Dataset entries:
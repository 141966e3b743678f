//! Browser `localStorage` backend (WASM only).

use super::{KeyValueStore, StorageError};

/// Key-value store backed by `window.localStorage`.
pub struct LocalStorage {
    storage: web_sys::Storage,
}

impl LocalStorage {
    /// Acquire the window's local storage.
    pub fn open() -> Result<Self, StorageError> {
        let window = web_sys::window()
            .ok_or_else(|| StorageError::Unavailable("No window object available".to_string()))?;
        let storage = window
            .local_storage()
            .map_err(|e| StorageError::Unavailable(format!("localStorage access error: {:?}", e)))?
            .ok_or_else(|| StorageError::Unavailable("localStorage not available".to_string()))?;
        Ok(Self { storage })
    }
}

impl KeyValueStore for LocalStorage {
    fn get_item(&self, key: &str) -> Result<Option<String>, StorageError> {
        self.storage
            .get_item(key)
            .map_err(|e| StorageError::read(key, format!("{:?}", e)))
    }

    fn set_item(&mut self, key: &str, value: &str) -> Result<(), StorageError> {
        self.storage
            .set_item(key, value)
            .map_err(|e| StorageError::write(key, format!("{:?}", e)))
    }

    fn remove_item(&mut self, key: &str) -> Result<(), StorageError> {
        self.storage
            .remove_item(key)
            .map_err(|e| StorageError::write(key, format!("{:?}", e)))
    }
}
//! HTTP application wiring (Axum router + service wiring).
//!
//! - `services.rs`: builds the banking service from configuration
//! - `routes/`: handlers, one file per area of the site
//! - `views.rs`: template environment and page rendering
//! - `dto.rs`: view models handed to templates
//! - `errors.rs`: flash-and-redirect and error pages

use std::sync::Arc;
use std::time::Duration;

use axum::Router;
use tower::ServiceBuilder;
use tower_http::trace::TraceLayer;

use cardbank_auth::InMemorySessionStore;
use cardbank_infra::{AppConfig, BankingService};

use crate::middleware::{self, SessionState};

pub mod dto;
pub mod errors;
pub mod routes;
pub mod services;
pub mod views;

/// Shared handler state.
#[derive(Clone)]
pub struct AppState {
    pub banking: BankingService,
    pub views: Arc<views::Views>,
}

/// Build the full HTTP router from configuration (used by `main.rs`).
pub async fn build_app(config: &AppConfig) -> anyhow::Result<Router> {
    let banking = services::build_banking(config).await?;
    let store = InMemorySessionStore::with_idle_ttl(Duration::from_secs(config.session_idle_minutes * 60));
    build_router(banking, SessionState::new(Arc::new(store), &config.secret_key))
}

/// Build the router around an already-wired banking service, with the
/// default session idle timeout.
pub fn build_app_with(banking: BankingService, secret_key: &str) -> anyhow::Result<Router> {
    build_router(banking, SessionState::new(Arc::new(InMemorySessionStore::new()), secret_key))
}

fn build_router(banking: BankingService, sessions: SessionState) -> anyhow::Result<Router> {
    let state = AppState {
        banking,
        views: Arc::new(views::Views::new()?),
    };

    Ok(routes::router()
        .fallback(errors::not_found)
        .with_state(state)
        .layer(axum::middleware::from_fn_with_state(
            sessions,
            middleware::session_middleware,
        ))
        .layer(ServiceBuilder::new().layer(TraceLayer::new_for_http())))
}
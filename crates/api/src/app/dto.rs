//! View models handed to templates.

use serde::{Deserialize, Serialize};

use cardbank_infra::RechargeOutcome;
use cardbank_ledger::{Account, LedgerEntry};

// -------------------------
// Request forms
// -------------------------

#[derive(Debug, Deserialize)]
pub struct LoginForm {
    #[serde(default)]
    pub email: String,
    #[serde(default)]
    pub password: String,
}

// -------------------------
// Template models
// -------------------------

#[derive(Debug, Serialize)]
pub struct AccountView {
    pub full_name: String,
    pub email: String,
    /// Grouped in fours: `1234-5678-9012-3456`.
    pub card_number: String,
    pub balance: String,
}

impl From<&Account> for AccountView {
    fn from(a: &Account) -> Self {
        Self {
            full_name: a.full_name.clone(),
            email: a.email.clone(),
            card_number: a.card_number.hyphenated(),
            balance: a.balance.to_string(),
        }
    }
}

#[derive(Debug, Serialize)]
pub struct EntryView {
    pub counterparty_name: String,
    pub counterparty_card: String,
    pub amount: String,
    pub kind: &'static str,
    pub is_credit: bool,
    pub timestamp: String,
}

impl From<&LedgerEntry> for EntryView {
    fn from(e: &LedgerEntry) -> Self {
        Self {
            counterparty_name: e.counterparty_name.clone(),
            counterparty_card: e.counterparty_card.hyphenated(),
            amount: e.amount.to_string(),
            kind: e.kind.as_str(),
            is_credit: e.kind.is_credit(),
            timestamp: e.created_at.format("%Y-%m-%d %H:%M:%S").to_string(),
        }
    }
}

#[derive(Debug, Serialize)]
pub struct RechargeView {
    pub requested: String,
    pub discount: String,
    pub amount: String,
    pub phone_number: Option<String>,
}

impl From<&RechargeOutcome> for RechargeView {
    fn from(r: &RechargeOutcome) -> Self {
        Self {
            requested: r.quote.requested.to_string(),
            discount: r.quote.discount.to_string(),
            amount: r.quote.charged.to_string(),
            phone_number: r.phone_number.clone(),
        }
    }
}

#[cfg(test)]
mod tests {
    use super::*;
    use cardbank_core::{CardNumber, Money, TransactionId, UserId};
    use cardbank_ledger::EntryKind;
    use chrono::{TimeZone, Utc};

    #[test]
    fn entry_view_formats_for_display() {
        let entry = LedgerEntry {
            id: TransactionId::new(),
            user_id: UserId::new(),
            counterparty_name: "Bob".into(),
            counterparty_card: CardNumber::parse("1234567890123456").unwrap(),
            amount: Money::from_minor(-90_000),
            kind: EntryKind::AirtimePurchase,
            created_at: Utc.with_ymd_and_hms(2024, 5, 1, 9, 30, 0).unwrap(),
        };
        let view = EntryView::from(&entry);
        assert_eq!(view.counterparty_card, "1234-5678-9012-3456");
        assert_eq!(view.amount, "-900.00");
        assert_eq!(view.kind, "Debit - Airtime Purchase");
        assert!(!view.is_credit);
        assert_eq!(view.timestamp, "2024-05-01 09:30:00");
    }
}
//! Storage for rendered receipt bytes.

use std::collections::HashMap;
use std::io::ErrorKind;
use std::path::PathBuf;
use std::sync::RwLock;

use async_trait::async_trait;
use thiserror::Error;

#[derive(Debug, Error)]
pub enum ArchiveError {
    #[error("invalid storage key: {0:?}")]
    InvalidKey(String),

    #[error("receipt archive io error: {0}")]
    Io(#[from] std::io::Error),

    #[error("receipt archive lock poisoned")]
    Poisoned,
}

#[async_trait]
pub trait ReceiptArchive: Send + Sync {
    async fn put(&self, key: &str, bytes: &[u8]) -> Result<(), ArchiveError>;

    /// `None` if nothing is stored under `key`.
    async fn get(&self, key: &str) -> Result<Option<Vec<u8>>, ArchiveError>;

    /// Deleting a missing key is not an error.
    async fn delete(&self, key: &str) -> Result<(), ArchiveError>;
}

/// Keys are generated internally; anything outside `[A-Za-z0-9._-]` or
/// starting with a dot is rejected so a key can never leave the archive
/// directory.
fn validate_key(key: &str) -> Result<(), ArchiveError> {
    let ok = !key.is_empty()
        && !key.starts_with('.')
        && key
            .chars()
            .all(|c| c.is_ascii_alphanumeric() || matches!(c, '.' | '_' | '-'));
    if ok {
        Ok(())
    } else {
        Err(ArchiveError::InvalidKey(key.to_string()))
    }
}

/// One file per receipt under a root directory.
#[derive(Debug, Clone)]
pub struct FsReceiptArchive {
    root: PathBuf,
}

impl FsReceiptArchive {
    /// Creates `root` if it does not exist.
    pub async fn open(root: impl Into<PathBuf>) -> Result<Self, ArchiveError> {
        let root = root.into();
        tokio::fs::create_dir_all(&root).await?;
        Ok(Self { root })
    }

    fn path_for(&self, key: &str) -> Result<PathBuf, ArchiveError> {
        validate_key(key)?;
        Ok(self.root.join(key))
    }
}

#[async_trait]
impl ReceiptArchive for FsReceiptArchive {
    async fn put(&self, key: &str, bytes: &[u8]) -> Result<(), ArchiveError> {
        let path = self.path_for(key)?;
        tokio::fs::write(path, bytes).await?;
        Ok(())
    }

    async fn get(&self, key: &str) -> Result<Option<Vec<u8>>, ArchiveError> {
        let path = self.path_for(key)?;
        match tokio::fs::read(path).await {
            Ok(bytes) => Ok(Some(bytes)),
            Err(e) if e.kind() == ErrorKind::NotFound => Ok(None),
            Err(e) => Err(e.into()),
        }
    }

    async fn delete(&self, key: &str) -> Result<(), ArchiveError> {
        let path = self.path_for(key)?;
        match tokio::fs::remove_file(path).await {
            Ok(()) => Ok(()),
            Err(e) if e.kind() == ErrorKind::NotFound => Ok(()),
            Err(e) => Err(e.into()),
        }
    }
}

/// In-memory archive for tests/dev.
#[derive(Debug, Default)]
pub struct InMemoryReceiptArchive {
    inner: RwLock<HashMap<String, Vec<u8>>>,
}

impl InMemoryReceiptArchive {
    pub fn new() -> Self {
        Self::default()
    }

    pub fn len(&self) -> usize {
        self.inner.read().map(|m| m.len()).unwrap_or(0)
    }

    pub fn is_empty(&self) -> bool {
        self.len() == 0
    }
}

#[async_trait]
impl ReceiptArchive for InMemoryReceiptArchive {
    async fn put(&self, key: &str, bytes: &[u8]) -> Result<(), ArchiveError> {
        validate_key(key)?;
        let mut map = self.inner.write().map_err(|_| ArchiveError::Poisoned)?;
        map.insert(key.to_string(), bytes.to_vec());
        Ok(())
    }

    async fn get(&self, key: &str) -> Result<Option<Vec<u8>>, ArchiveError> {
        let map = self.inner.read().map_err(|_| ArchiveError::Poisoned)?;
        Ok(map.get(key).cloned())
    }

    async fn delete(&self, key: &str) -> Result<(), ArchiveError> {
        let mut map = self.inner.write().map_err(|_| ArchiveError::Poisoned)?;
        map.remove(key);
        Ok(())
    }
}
--
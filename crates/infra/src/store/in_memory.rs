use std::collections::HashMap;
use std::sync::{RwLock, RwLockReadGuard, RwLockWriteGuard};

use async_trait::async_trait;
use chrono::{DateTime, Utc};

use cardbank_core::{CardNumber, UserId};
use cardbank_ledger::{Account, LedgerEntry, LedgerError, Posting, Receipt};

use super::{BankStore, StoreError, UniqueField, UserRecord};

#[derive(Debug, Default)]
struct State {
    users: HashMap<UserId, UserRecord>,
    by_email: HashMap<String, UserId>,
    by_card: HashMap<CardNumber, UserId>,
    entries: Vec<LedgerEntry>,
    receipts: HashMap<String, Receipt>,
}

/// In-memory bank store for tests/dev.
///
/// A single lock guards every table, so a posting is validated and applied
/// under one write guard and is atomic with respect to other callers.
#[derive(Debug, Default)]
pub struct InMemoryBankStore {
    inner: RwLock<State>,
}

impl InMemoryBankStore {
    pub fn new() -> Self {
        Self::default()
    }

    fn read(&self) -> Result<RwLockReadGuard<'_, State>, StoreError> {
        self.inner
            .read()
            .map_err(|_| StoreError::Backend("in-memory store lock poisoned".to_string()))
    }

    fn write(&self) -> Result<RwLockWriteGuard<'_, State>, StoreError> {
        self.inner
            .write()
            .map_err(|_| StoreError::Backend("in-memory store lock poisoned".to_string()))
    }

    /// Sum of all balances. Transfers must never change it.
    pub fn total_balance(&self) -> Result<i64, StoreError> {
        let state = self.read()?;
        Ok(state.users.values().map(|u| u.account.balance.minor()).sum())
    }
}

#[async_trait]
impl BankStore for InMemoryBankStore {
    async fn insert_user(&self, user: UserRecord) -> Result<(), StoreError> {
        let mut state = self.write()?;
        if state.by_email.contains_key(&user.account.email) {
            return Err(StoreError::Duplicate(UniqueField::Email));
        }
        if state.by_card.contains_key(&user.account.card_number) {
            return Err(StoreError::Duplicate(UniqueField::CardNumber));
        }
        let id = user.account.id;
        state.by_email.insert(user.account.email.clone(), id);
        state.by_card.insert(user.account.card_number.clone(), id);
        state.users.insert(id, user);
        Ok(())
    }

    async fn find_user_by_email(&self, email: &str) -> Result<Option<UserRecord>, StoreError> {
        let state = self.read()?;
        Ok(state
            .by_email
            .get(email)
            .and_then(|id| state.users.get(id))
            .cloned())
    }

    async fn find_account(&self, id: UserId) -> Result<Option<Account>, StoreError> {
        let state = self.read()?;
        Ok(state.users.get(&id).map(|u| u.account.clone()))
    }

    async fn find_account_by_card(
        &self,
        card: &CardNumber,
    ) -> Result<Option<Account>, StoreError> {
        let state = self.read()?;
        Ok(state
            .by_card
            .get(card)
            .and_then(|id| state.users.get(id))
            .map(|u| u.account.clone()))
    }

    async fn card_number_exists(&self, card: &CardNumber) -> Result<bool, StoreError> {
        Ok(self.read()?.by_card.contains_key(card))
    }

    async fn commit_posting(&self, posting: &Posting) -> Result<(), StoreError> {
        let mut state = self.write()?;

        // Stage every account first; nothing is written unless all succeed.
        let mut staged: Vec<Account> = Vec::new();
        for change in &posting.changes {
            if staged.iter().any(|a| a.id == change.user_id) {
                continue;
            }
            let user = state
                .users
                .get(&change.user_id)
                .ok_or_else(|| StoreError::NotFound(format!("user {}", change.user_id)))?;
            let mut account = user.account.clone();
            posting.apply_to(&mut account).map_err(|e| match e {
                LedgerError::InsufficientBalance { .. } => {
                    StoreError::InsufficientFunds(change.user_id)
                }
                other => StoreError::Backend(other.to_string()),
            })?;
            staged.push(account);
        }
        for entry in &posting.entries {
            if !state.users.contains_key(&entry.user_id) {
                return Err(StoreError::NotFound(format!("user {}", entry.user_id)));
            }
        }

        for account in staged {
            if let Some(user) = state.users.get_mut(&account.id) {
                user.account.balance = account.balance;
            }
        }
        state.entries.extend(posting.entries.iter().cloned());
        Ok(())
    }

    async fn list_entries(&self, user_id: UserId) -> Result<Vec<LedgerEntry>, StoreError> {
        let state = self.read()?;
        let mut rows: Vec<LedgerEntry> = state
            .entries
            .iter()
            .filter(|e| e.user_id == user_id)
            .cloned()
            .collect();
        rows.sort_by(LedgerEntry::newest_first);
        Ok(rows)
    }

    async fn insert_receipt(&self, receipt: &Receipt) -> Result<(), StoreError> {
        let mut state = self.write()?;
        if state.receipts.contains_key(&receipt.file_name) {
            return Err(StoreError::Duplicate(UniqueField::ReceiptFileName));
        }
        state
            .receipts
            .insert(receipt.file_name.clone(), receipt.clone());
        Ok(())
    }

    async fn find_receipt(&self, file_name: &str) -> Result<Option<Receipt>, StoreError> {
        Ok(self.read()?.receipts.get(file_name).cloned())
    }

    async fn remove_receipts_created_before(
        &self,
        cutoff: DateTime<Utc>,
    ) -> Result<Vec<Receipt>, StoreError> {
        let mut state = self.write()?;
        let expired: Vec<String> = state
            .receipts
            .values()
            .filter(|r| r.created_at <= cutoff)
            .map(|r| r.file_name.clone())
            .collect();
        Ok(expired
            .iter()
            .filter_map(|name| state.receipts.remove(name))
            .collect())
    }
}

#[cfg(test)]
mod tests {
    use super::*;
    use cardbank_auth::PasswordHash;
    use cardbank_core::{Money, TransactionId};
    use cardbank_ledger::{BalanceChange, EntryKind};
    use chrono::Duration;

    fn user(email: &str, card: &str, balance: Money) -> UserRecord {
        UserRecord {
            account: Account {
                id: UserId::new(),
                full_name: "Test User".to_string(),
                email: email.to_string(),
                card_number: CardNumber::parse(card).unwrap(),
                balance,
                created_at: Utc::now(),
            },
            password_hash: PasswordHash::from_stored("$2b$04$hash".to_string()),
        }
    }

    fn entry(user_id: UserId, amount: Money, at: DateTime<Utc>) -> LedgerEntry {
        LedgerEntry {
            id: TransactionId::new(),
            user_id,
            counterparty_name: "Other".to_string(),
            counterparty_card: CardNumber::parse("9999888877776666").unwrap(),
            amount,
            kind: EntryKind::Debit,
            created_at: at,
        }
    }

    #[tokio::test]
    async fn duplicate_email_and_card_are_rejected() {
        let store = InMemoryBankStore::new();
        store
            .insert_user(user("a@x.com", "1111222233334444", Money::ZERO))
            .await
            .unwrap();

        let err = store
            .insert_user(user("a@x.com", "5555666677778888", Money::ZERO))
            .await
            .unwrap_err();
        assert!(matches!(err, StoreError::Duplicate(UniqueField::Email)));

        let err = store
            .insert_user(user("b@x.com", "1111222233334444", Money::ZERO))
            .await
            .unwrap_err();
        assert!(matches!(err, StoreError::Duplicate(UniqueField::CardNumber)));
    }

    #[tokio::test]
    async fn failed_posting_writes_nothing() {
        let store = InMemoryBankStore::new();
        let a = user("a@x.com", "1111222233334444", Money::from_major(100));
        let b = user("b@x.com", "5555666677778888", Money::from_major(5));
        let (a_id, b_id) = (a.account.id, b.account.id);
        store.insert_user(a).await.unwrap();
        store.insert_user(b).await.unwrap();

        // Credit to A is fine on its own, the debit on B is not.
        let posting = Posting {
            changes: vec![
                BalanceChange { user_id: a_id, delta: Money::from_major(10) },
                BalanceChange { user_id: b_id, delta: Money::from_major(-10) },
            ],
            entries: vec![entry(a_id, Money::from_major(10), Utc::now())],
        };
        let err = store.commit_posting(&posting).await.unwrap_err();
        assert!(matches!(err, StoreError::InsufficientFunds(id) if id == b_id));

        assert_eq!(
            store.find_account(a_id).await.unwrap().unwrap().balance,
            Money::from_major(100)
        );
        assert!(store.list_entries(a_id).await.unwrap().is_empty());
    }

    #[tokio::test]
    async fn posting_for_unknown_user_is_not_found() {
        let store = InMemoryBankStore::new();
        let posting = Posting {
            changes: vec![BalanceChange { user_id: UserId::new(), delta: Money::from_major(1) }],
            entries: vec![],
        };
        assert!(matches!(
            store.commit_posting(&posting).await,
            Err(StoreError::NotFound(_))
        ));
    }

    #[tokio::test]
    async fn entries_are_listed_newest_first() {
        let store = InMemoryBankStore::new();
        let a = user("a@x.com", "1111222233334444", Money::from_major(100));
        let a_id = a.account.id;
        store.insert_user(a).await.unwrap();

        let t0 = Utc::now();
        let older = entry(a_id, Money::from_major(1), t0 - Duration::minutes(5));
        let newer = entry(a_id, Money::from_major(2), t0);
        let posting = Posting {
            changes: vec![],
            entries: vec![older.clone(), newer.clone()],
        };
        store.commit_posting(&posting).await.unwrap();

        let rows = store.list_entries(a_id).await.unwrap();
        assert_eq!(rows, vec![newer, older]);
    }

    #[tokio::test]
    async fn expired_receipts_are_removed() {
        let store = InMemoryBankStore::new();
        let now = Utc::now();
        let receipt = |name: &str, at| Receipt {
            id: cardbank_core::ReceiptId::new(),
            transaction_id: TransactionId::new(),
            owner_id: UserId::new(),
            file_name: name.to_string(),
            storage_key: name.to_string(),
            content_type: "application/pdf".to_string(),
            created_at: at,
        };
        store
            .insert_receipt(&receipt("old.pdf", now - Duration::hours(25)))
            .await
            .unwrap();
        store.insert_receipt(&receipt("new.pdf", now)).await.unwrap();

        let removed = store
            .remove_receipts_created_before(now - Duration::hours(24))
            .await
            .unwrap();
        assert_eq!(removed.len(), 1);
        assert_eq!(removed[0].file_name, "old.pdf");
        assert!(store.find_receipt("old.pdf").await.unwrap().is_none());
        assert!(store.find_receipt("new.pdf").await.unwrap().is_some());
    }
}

TASK ITEM. Set down, exactly as they appear above, all lines from the one that has "state.users.insert(id, user);" down to the one that has "async fn find_account(&self, id: UserId)", including those two and no others.

TASK SOLUTION.
        state.users.insert(id, user);
        Ok(())
    }

    async fn find_user_by_email(&self, email: &str) -> Result<Option<UserRecord>, StoreError> {
        let state = self.read()?;
        Ok(state
            .by_email
            .get(email)
            .and_then(|id| state.users.get(id))
            .cloned())
    }

    async fn find_account(&self, id: UserId) -> Result<Option<Account>, StoreError> {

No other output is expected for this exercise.